Some Saturday thoughts:
* This is probably, I don't know, the 50th time I've seen Godfather II. One scene always confused me. After the attempt on his life early in the movie, Michael travels to New York to talk with Frank Pentangeli and plot his revenge against Hyman Roth. During a meeting with the Rosato brothers, a would-be and mouthy assassin attacks Pentangeli and attempts to kill him after saying, "Michael Corleone says hello." Frankie escapes and later, thinking Michael betrayed him, agrees to testify against the godfather. Yet Michael didn't have anything to do with the assassination attempt.
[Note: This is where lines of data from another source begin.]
use std::collections::HashMap;

use super::{Column, RowAccessError, RowAccessor, SENTINEL_ROW_KEY};
use crate::filter::FilterField;
use crate::units::UnitRecord;

/// Per-row pricing selector pair
#[derive(Debug, Clone, PartialEq, Eq)]
pub struct Selectors {
    pub strategy: String,
    pub multiplier: String,
}

#[derive(Debug, Clone, PartialEq)]
pub struct TableRow {
    pub key: Option<String>,
    pub id: String,
    pub city: String,
    pub name: String,
    pub size: String,
    pub products: Vec<String>,
    pub visible: bool,
    pub selectors: Option<Selectors>,
}

impl TableRow {
    pub fn new(id: &str, city: &str, name: &str, size: &str, products: &[&str]) -> Self {
        Self {
            key: None,
            id: id.to_string(),
            city: city.to_string(),
            name: name.to_string(),
            size: size.to_string(),
            products: products.iter().map(|p| p.to_string()).collect(),
            visible: true,
            selectors: None,
        }
    }

    fn from_unit(unit: &UnitRecord) -> Self {
        Self {
            key: None,
            id: unit.id.to_string(),
            city: unit.city_name.clone(),
            name: unit.name.clone(),
            size: unit.size_text(),
            products: unit.product_labels(),
            visible: true,
            selectors: None,
        }
    }

    fn sentinel() -> Self {
        Self {
            key: Some(SENTINEL_ROW_KEY.to_string()),
            id: String::new(),
            city: String::new(),
            name: String::new(),
            size: String::new(),
            products: Vec::new(),
            visible: true,
            selectors: None,
        }
    }
}

/// In-memory unit listing, the headless counterpart of the rendered table
#[derive(Debug, Clone, Default)]
pub struct UnitTable {
    rows: Vec<TableRow>,
    inputs: HashMap<FilterField, String>,
}

impl UnitTable {
    pub fn new(rows: Vec<TableRow>) -> Self {
        Self {
            rows,
            inputs: HashMap::new(),
        }
    }

    /// Build the listing from unit records, one row per unit followed by the
    /// sentinel row
    pub fn from_units(units: &[UnitRecord]) -> Self {
        let mut rows: Vec<TableRow> = units.iter().map(TableRow::from_unit).collect();
        rows.push(TableRow::sentinel());
        Self::new(rows)
    }

    /// Append the sentinel row
    pub fn with_sentinel(mut self) -> Self {
        self.rows.push(TableRow::sentinel());
        self
    }

    pub fn rows(&self) -> &[TableRow] {
        &self.rows
    }

    pub fn row(&self, idx: usize) -> Option<&TableRow> {
        self.rows.get(idx)
    }

    /// Rows currently shown, sentinel excluded
    pub fn visible_rows(&self) -> impl Iterator<Item = &TableRow> {
        self.rows
            .iter()
            .filter(|r| r.visible && r.key.as_deref() != Some(SENTINEL_ROW_KEY))
    }

    fn get(&self, row: usize) -> Result<&TableRow, RowAccessError> {
        self.rows.get(row).ok_or(RowAccessError::NoSuchRow(row))
    }
}

impl RowAccessor for UnitTable {
    fn row_count(&self) -> usize {
        self.rows.len()
    }

    fn row_key(&self, row: usize) -> Result<Option<String>, RowAccessError> {
        Ok(self.get(row)?.key.clone())
    }

    fn cell_text(&self, row: usize, column: Column) -> Result<String, RowAccessError> {
        let r = self.get(row)?;
        Ok(match column {
            Column::Id => r.id.clone(),
            Column::City => r.city.clone(),
            Column::Name => r.name.clone(),
            Column::Size => r.size.clone(),
        })
    }

    fn product_labels(&self, row: usize) -> Result<Vec<String>, RowAccessError> {
        Ok(self.get(row)?.products.clone())
    }

    fn is_visible(&self, row: usize) -> bool {
        self.rows.get(row).is_some_and(|r| r.visible)
    }

    fn set_visible(&mut self, row: usize, visible: bool) {
        if let Some(r) = self.rows.get_mut(row) {
            r.visible = visible;
        }
    }

    fn bind_selectors(&mut self, row: usize, strategy: &str, multiplier: &str) {
        if let Some(r) = self.rows.get_mut(row) {
            r.selectors = Some(Selectors {
                strategy: strategy.to_string(),
                multiplier: multiplier.to_string(),
            });
        }
    }

    fn strategy_choice(&self, row: usize) -> Option<String> {
        self.rows
            .get(row)
            .and_then(|r| r.selectors.as_ref())
            .map(|s| s.strategy.clone())
    }

    fn set_strategy_choice(&mut self, row: usize, label: &str) {
        if let Some(s) = self.rows.get_mut(row).and_then(|r| r.selectors.as_mut()) {
            s.strategy = label.to_string();
        }
    }

    fn multiplier_choice(&self, row: usize) -> Option<String> {
        self.rows
            .get(row)
            .and_then(|r| r.selectors.as_ref())
            .map(|s| s.multiplier.clone())
    }

    fn set_multiplier_choice(&mut self, row: usize, multiplier: &str) {
        if let Some(s) = self.rows.get_mut(row).and_then(|r| r.selectors.as_mut()) {
            s.multiplier = multiplier.to_string();
        }
    }

    fn filter_input(&self, field: FilterField) -> String {
        self.inputs.get(&field).cloned().unwrap_or_default()
    }

    fn set_filter_input(&mut self, field: FilterField, value: &str) {
        self.inputs.insert(field, value.to_string());
    }
}

#[cfg(test)]
mod tests {
    use super::*;
    use crate::units::types::sample_unit;

    #[test]
    fn test_from_units_appends_sentinel() {
        let table = UnitTable::from_units(&[sample_unit(1, "shop"), sample_unit(2, "mine")]);
        assert_eq!(table.row_count(), 3);
        assert!(table.is_sentinel(2));
        assert!(!table.is_sentinel(0));
        assert_eq!(table.unit_id(1), Some(2));
        assert_eq!(table.unit_id(2), None);
        assert_eq!(table.find_unit_row(2), Some(1));
    }

    #[test]
    fn test_selectors_ignored_until_bound() {
        let mut table = UnitTable::from_units(&[sample_unit(1, "shop")]);
        table.set_strategy_choice(0, "Market");
        assert_eq!(table.strategy_choice(0), None);

        table.bind_selectors(0, "Market", "0");
        table.set_multiplier_choice(0, "1.4");
        assert_eq!(table.strategy_choice(0).as_deref(), Some("Market"));
        assert_eq!(table.multiplier_choice(0).as_deref(), Some("1.4"));
    }

    #[test]
    fn test_out_of_range_row_is_an_error() {
        let table = UnitTable::default();
        assert!(matches!(
            table.cell_text(3, Column::Id),
            Err(RowAccessError::NoSuchRow(3))
        ));
    }
}
use owo_colors::OwoColorize;
use std::sync::atomic::{AtomicUsize, Ordering};

#[derive(Debug, Clone, Copy, PartialEq, Eq)]
pub enum LogLevel {
    Info,
    Success,
    Warning,
    Error,
}

/// Progress and status reporting for batch operations
pub trait ProgressSink: Send + Sync {
    /// Start a new progress run with `total` expected ticks
    fn begin(&self, total: usize);

    fn log(&self, message: &str, level: LogLevel);

    /// One unit of work finished
    fn tick(&self);
}

/// Status line on stderr
pub struct ConsoleStatus {
    total: AtomicUsize,
    done: AtomicUsize,
    use_colors: bool,
}

impl ConsoleStatus {
    pub fn new(use_colors: bool) -> Self {
        Self {
            total: AtomicUsize::new(0),
            done: AtomicUsize::new(0),
            use_colors,
        }
    }

    pub fn completed(&self) -> usize {
        self.done.load(Ordering::SeqCst)
    }
}

impl ProgressSink for ConsoleStatus {
    fn begin(&self, total: usize) {
        self.total.store(total, Ordering::SeqCst);
        self.done.store(0, Ordering::SeqCst);
    }

    fn log(&self, message: &str, level: LogLevel) {
        if !self.use_colors {
            eprintln!("{}", message);
            return;
        }
        match level {
            LogLevel::Info => eprintln!("{}", message),
            LogLevel::Success => eprintln!("{}", message.green()),
            LogLevel::Warning => eprintln!("{}", message.yellow()),
            LogLevel::Error => eprintln!("{}", message.red()),
        }
    }

    fn tick(&self) {
        let done = self.done.fetch_add(1, Ordering::SeqCst) + 1;
        let total = self.total.load(Ordering::SeqCst);
        let line = format!("[{}/{}]", done, total);
        if self.use_colors {
            eprintln!("{}", line.dimmed());
        } else {
            eprintln!("{}", line);
        }
    }
}

#[cfg(test)]
pub(crate) mod testing {
    use super::*;
    use std::sync::Mutex;

    /// Sink that records everything it is told
    #[derive(Default)]
    pub struct RecordingSink {
        pub total: AtomicUsize,
        pub ticks: AtomicUsize,
        pub messages: Mutex<Vec<(String, LogLevel)>>,
    }

    impl RecordingSink {
        pub fn ticks(&self) -> usize {
            self.ticks.load(Ordering::SeqCst)
        }

        pub fn total(&self) -> usize {
            self.total.load(Ordering::SeqCst)
        }

        pub fn messages_at(&self, level: LogLevel) -> Vec<String> {
            self.messages
                .lock()
                .unwrap()
                .iter()
                .filter(|(_, l)| *l == level)
                .map(|(m, _)| m.clone())
                .collect()
        }
    }

    impl ProgressSink for RecordingSink {
        fn begin(&self, total: usize) {
            self.total.store(total, Ordering::SeqCst);
            self.ticks.store(0, Ordering::SeqCst);
        }

        fn log(&self, message: &str, level: LogLevel) {
            self.messages.lock().unwrap().push((message.to_string(), level));
        }

        fn tick(&self) {
            self.ticks.fetch_add(1, Ordering::SeqCst);
        }
    }
}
It was Roth. So why would an assassin give credit to Corleone as he kills Pentangeli? Wouldn't he want his victim to know who really gave the order? Why say "Michael Corleone says hello" when Michael really said no such thing? It worked out for Roth because Pentangeli later does turn against Michael but the assassin couldn't have known things would break that way. This guy dissects this and other issues with one of the best movies ever made.
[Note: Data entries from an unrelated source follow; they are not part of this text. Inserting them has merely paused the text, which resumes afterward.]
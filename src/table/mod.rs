pub mod memory;

pub use memory::{TableRow, UnitTable};

use crate::filter::FilterField;

/// Key of the always-visible row that keeps column widths stable while
/// other rows are hidden.
pub const SENTINEL_ROW_KEY: &str = "sentinel-row";

/// Text columns the filters read from
#[derive(Debug, Clone, Copy, PartialEq, Eq, Hash)]
pub enum Column {
    Id,
    City,
    Name,
    Size,
}

#[derive(Debug, thiserror::Error)]
pub enum RowAccessError {
    #[error("row {0} does not exist")]
    NoSuchRow(usize),
    #[error("row {row} has no {column:?} cell")]
    MissingCell { row: usize, column: Column },
}

/// Capability over the rendered unit listing.
///
/// Rows are addressed by position. Hidden rows stay addressable so a later
/// filter pass can show them again.
pub trait RowAccessor {
    fn row_count(&self) -> usize;

    /// Structural key of the row, used to spot the sentinel row
    fn row_key(&self, row: usize) -> Result<Option<String>, RowAccessError>;

    fn cell_text(&self, row: usize, column: Column) -> Result<String, RowAccessError>;

    /// Product labels from the row's product annotations
    fn product_labels(&self, row: usize) -> Result<Vec<String>, RowAccessError>;

    fn is_visible(&self, row: usize) -> bool;

    fn set_visible(&mut self, row: usize, visible: bool);

    /// Attach the pricing selector pair to a row with initial values.
    /// Selector setters are no-ops on rows without selectors.
    fn bind_selectors(&mut self, row: usize, strategy: &str, multiplier: &str);

    /// Current value of the strategy selector, `None` when the row has none
    fn strategy_choice(&self, row: usize) -> Option<String>;

    fn set_strategy_choice(&mut self, row: usize, label: &str);

    /// Current value of the minimum-price multiplier selector
    fn multiplier_choice(&self, row: usize) -> Option<String>;

    fn set_multiplier_choice(&mut self, row: usize, multiplier: &str);

    /// Current text of a filter input
    fn filter_input(&self, field: FilterField) -> String;

    fn set_filter_input(&mut self, field: FilterField, value: &str);

    fn is_sentinel(&self, row: usize) -> bool {
        matches!(self.row_key(row), Ok(Some(key)) if key == SENTINEL_ROW_KEY)
    }

    /// Unit id shown in the row's id cell, if it parses
    fn unit_id(&self, row: usize) -> Option<u64> {
        self.cell_text(row, Column::Id)
            .ok()
            .and_then(|text| text.trim().parse().ok())
    }

    /// Position of the first row showing the given unit id
    fn find_unit_row(&self, unit_id: u64) -> Option<usize> {
        (0..self.row_count()).find(|&row| self.unit_id(row) == Some(unit_id))
    }
}
pub mod api;
pub mod config;
pub mod context;
pub mod filter;
pub mod output;
pub mod pricing;
pub mod status;
pub mod store;
pub mod table;
pub mod units;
* Newspapers are dying. That's the accepted wisdom and to protest means you're stuck in the past and unwilling to acknowledge the present or face the future. Okay. But I still read them. The paper versions, the ones that stain your hands with ink and prove unwieldy on any type of public transportation. I buy a couple every day at the newsstands and read them before and after work. I'll almost always have one on the subway. And a few times a week, a fellow passenger peers down or leans over on the subway to read the paper along with me, as if it's a community activity. I'm reading about the Yankees or chaos in the state legislature and I'll sense - and eventually see - my 1 train neighbor gazing over my shoulder, intently poring over the headlines and text. Maybe he giggles at a cartoon or shakes his head at a ludicrous editorial from Charles Krauthammer. I'll always hesitate for a few seconds, as if I'm really concerned that the freeloader has finished the story. Occasionally the other person will actually sigh when I turn the page, annoyed that I've dared to move on to the next page. Can't I see they're still dissecting the movie review of The Expendables? Buddy, it's 50 cents. A bit more if you buy the Times. You obviously enjoy reading newspapers, you appreciate the reporting, the witty tabloid headlines and the writing. So toss a few quarters on the newsstand and support this dying industry. Or at least stop breathing on my cheek.
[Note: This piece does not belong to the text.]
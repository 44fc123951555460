pub mod engine;
pub mod types;

pub use engine::{row_matches, FilterEngine, FilterError, RowFields};
pub use types::{FilterField, FilterState, Filters};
* Everyone remembers the classic Schwetty - or is it Schweddy? - Balls skit on Saturday Night Live.



I think I found one of the inspirations for the sketch. Here's another classic from KEYC-TV. This appeared on the Noon News, and apparently aired in 1986. That was a year before I started going home for lunch, so I probably missed this thorough examination of sugar, its benefits and dangers. Some people are meant to be on TV. Some people are meant to work in extension offices and help the public with valuable initiatives that teach people how to live healthy lives. Very few people are meant to work in an extension office and appear on TV.



I'd have more but I have to get back to my article and The Godfather. Also, the Lakers game is now in the fourth quarter. And, my uncle Mike's basketball team at Minnesota West just started their second game of the season and the school broadcasts the games online. I'm learning to multitask. And I'm learning from the best.